**Task directions**
Find the lines below holding the word "Default" and copy each of them.
-------------------------
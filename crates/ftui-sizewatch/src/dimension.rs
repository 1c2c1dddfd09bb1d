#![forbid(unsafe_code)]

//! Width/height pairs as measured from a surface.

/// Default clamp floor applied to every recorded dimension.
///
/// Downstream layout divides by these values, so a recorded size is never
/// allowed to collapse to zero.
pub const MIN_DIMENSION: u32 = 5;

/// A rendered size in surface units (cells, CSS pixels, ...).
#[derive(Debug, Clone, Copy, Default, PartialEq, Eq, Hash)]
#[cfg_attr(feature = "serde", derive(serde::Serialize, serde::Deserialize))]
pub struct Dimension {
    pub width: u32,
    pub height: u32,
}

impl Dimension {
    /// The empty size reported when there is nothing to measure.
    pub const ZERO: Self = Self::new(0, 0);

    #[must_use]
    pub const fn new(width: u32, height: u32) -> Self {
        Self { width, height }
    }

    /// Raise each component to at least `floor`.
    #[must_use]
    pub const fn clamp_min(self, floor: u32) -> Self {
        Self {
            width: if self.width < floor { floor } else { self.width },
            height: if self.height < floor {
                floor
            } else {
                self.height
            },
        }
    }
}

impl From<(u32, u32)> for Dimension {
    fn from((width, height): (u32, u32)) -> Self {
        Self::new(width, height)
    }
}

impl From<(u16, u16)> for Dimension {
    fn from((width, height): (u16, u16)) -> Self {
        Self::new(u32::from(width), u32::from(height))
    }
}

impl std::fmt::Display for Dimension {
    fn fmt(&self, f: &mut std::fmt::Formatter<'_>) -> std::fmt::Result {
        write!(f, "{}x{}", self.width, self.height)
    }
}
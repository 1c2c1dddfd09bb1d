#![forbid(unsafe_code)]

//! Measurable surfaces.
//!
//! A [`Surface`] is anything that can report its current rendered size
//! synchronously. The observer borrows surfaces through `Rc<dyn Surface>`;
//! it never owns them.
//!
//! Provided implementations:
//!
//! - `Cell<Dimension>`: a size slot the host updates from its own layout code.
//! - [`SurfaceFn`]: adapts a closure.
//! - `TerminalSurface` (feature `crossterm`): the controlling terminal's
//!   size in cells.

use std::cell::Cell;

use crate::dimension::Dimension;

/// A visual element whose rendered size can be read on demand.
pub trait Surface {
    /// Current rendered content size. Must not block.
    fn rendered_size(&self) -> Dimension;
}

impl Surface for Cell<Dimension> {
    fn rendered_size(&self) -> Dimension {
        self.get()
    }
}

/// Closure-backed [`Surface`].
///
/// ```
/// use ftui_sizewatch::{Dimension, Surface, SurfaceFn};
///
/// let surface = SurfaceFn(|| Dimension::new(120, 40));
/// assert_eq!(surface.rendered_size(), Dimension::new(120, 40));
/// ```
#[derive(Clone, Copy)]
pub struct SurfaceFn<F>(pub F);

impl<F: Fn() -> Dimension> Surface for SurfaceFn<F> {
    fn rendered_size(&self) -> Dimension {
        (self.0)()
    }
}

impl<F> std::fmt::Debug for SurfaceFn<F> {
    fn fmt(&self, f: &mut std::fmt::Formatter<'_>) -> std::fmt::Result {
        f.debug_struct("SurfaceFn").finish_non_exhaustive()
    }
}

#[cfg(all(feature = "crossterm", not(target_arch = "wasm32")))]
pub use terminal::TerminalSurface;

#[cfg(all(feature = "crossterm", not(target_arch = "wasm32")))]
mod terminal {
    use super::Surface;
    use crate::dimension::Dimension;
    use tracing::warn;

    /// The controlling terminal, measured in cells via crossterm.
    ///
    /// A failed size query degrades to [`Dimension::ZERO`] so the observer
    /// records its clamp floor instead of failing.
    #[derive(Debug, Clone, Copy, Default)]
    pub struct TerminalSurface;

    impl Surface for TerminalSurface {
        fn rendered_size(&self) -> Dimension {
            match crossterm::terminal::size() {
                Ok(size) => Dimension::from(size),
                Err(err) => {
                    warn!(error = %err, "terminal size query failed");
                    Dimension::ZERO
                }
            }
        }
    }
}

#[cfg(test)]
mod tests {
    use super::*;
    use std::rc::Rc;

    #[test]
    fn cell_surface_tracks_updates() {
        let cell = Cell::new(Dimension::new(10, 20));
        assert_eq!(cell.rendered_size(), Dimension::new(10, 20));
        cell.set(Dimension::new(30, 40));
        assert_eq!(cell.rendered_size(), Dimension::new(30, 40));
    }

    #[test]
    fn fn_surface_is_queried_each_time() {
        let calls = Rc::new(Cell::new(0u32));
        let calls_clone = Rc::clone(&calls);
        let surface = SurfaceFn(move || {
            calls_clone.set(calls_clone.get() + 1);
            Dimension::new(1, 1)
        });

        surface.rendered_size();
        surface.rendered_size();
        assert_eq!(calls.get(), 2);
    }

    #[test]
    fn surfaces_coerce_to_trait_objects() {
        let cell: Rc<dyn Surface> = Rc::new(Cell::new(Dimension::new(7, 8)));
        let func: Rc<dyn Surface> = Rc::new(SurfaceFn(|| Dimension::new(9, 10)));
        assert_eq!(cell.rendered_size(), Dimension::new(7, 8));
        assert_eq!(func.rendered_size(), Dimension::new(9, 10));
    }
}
-------------------------
**Exercise output**
/// Default clamp floor applied to every recorded dimension.
#[derive(Debug, Clone, Copy, Default, PartialEq, Eq, Hash)]
    #[derive(Debug, Clone, Copy, Default)]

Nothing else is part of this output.